EXERCISE AIM: Which lines in the records below contain the word "Deserialize"? Report each of them.

[Stored data]

# # # #

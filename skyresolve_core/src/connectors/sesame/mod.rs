//! CDS Sesame name resolver.

mod parse;

pub use parse::SesameParser;

use super::{ParseSource, SourceConnector, UpstreamClient};
use crate::error::ResolveError;
use crate::federated::SearchOptions;
use crate::http::HttpRequest;
use crate::model::{Query, RawCandidate, Source};
use async_trait::async_trait;
use std::time::Duration;
use tokio_util::sync::CancellationToken;

pub struct SesameConnector {
    upstream: UpstreamClient,
    base_url: String,
}

impl SesameConnector {
    pub fn new(upstream: UpstreamClient, base_url: &str) -> Self {
        Self {
            upstream,
            base_url: base_url.trim_end_matches('?').to_string(),
        }
    }

    fn lookup_url(&self, name: &str) -> String {
        format!("{}?{}", self.base_url, urlencoding::encode(name.trim()))
    }
}

#[async_trait]
impl SourceConnector for SesameConnector {
    fn source(&self) -> Source {
        Source::Sesame
    }

    async fn search(
        &self,
        query: &Query,
        options: &SearchOptions,
    ) -> Result<Vec<RawCandidate>, ResolveError> {
        let url = self.lookup_url(query.lookup_text());
        let body = self
            .upstream
            .fetch(Source::Sesame, &options.cancel, || {
                HttpRequest::get(url.clone(), options.timeout, &options.cancel)
            })
            .await?;
        SesameParser.parse(&body)
    }

    async fn probe(&self, timeout: Duration, cancel: &CancellationToken) -> Result<(), ResolveError> {
        let request = HttpRequest::get(self.lookup_url("M1"), timeout, cancel);
        self.upstream.probe(Source::Sesame, request).await
    }
}
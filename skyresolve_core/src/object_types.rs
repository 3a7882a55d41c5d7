//! Upstream object-type codes mapped to a display label and a category.

use crate::model::Source;
use serde::{Deserialize, Serialize};

#[derive(Debug, Clone, Copy, PartialEq, Eq, Hash, Serialize, Deserialize)]
#[serde(rename_all = "snake_case")]
pub enum Category {
    Star,
    DoubleStar,
    VariableStar,
    Galaxy,
    GalaxyCluster,
    OpenCluster,
    GlobularCluster,
    Nebula,
    PlanetaryNebula,
    HiiRegion,
    SupernovaRemnant,
    Quasar,
    ActiveGalaxy,
    Asteroid,
    Comet,
    Other,
}

impl Category {
    pub fn label(&self) -> &'static str {
        match self {
            Category::Star => "Star",
            Category::DoubleStar => "Double Star",
            Category::VariableStar => "Variable Star",
            Category::Galaxy => "Galaxy",
            Category::GalaxyCluster => "Galaxy Cluster",
            Category::OpenCluster => "Open Cluster",
            Category::GlobularCluster => "Globular Cluster",
            Category::Nebula => "Nebula",
            Category::PlanetaryNebula => "Planetary Nebula",
            Category::HiiRegion => "HII Region",
            Category::SupernovaRemnant => "Supernova Remnant",
            Category::Quasar => "Quasar",
            Category::ActiveGalaxy => "Active Galaxy",
            Category::Asteroid => "Asteroid",
            Category::Comet => "Comet",
            Category::Other => "Unknown",
        }
    }
}

/// One row of a type-code table.
#[derive(Debug, Clone, Copy)]
pub struct TypeEntry {
    pub code: &'static str,
    pub label: &'static str,
    pub category: Category,
}

const fn entry(code: &'static str, label: &'static str, category: Category) -> TypeEntry {
    TypeEntry {
        code,
        label,
        category,
    }
}

/// SIMBAD object types, also returned by Sesame.
pub const CDS_TYPES: &[TypeEntry] = &[
    entry("*", "Star", Category::Star),
    entry("**", "Double Star", Category::DoubleStar),
    entry("SB*", "Spectroscopic Binary", Category::DoubleStar),
    entry("EB*", "Eclipsing Binary", Category::DoubleStar),
    entry("V*", "Variable Star", Category::VariableStar),
    entry("Ce*", "Cepheid Variable", Category::VariableStar),
    entry("RR*", "RR Lyrae Variable", Category::VariableStar),
    entry("Mi*", "Mira Variable", Category::VariableStar),
    entry("PM*", "High Proper Motion Star", Category::Star),
    entry("WD*", "White Dwarf", Category::Star),
    entry("RG*", "Red Giant", Category::Star),
    entry("C*", "Carbon Star", Category::Star),
    entry("Psr", "Pulsar", Category::Star),
    entry("G", "Galaxy", Category::Galaxy),
    entry("GiG", "Galaxy in Group", Category::Galaxy),
    entry("GiC", "Galaxy in Cluster", Category::Galaxy),
    entry("BiC", "Brightest Galaxy in Cluster", Category::Galaxy),
    entry("IG", "Interacting Galaxies", Category::Galaxy),
    entry("PaG", "Pair of Galaxies", Category::Galaxy),
    entry("SBG", "Starburst Galaxy", Category::Galaxy),
    entry("LSB", "Low Surface Brightness Galaxy", Category::Galaxy),
    entry("EmG", "Emission-line Galaxy", Category::Galaxy),
    entry("H2G", "HII Galaxy", Category::Galaxy),
    entry("rG", "Radio Galaxy", Category::ActiveGalaxy),
    entry("AGN", "Active Galactic Nucleus", Category::ActiveGalaxy),
    entry("SyG", "Seyfert Galaxy", Category::ActiveGalaxy),
    entry("Sy1", "Seyfert 1 Galaxy", Category::ActiveGalaxy),
    entry("Sy2", "Seyfert 2 Galaxy", Category::ActiveGalaxy),
    entry("LIN", "LINER Galaxy", Category::ActiveGalaxy),
    entry("BLL", "BL Lac Object", Category::ActiveGalaxy),
    entry("Bla", "Blazar", Category::ActiveGalaxy),
    entry("QSO", "Quasar", Category::Quasar),
    entry("ClG", "Cluster of Galaxies", Category::GalaxyCluster),
    entry("GrG", "Group of Galaxies", Category::GalaxyCluster),
    entry("OpC", "Open Cluster", Category::OpenCluster),
    entry("OpCl", "Open Cluster", Category::OpenCluster),
    entry("Cl*", "Star Cluster", Category::OpenCluster),
    entry("As*", "Stellar Association", Category::OpenCluster),
    entry("GlC", "Globular Cluster", Category::GlobularCluster),
    entry("GlCl", "Globular Cluster", Category::GlobularCluster),
    entry("PN", "Planetary Nebula", Category::PlanetaryNebula),
    entry("HII", "HII Region", Category::HiiRegion),
    entry("SNR", "Supernova Remnant", Category::SupernovaRemnant),
    entry("ISM", "Interstellar Medium", Category::Nebula),
    entry("RNe", "Reflection Nebula", Category::Nebula),
    entry("DNe", "Dark Nebula", Category::Nebula),
    entry("GNe", "Galactic Nebula", Category::Nebula),
    entry("Cld", "Cloud", Category::Nebula),
    entry("MoC", "Molecular Cloud", Category::Nebula),
];

/// NED object types.
pub const NED_TYPES: &[TypeEntry] = &[
    entry("*", "Star", Category::Star),
    entry("**", "Double Star", Category::DoubleStar),
    entry("*Cl", "Star Cluster", Category::OpenCluster),
    entry("G", "Galaxy", Category::Galaxy),
    entry("GPair", "Galaxy Pair", Category::Galaxy),
    entry("GTrpl", "Galaxy Triple", Category::Galaxy),
    entry("GGroup", "Group of Galaxies", Category::GalaxyCluster),
    entry("GClstr", "Cluster of Galaxies", Category::GalaxyCluster),
    entry("QSO", "Quasar", Category::Quasar),
    entry("QGroup", "Group of Quasars", Category::Quasar),
    entry("RadioS", "Radio Source", Category::Other),
    entry("IrS", "Infrared Source", Category::Other),
    entry("UvS", "Ultraviolet Source", Category::Other),
    entry("XrayS", "X-ray Source", Category::Other),
    entry("VisS", "Visual Source", Category::Other),
    entry("PN", "Planetary Nebula", Category::PlanetaryNebula),
    entry("HII", "HII Region", Category::HiiRegion),
    entry("SNR", "Supernova Remnant", Category::SupernovaRemnant),
    entry("Neb", "Nebula", Category::Nebula),
    entry("EmLS", "Emission-line Source", Category::Other),
];

/// Type table used to interpret a source's codes.
pub fn type_table(source: Source) -> &'static [TypeEntry] {
    match source {
        Source::Sesame | Source::Simbad | Source::Vizier => CDS_TYPES,
        Source::Ned => NED_TYPES,
        Source::Mpc => &[],
    }
}

/// Resolve a raw type code. Exact match first, then case-insensitive.
/// Unknown codes ending in `*` are stars; anything else keeps its raw code
/// as the label.
pub fn lookup(source: Source, code: &str) -> (String, Category) {
    let code = code.trim();
    let table = type_table(source);
    let found = table
        .iter()
        .find(|e| e.code == code)
        .or_else(|| table.iter().find(|e| e.code.eq_ignore_ascii_case(code)));

    match found {
        Some(e) => (e.label.to_string(), e.category),
        None if code.is_empty() => (Category::Other.label().to_string(), Category::Other),
        None if code.ends_with('*') => (code.to_string(), Category::Star),
        None => (code.to_string(), Category::Other),
    }
}

#[cfg(test)]
mod tests {
    use super::*;

    #[test]
    fn test_lookup_cds_codes() {
        assert_eq!(
            lookup(Source::Simbad, "G"),
            ("Galaxy".to_string(), Category::Galaxy)
        );
        assert_eq!(lookup(Source::Sesame, "glc").1, Category::GlobularCluster);
        assert_eq!(lookup(Source::Simbad, "BY*").1, Category::Star);
    }

    #[test]
    fn test_lookup_ned_codes() {
        assert_eq!(lookup(Source::Ned, "GClstr").1, Category::GalaxyCluster);
        assert_eq!(lookup(Source::Ned, "QSO").0, "Quasar");
    }

    #[test]
    fn test_unknown_code_keeps_label() {
        assert_eq!(
            lookup(Source::Ned, "Blob"),
            ("Blob".to_string(), Category::Other)
        );
        assert_eq!(lookup(Source::Simbad, "").0, "Unknown");
    }

    #[test]
    fn test_codes_unique_per_table() {
        for table in [CDS_TYPES, NED_TYPES] {
            for (i, a) in table.iter().enumerate() {
                assert!(
                    table[i + 1..].iter().all(|b| b.code != a.code),
                    "duplicate code {}",
                    a.code
                );
            }
        }
    }
}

# # # #

OUTPUT BELOW:
use serde::{Deserialize, Serialize};
#[derive(Debug, Clone, Copy, PartialEq, Eq, Hash, Serialize, Deserialize)]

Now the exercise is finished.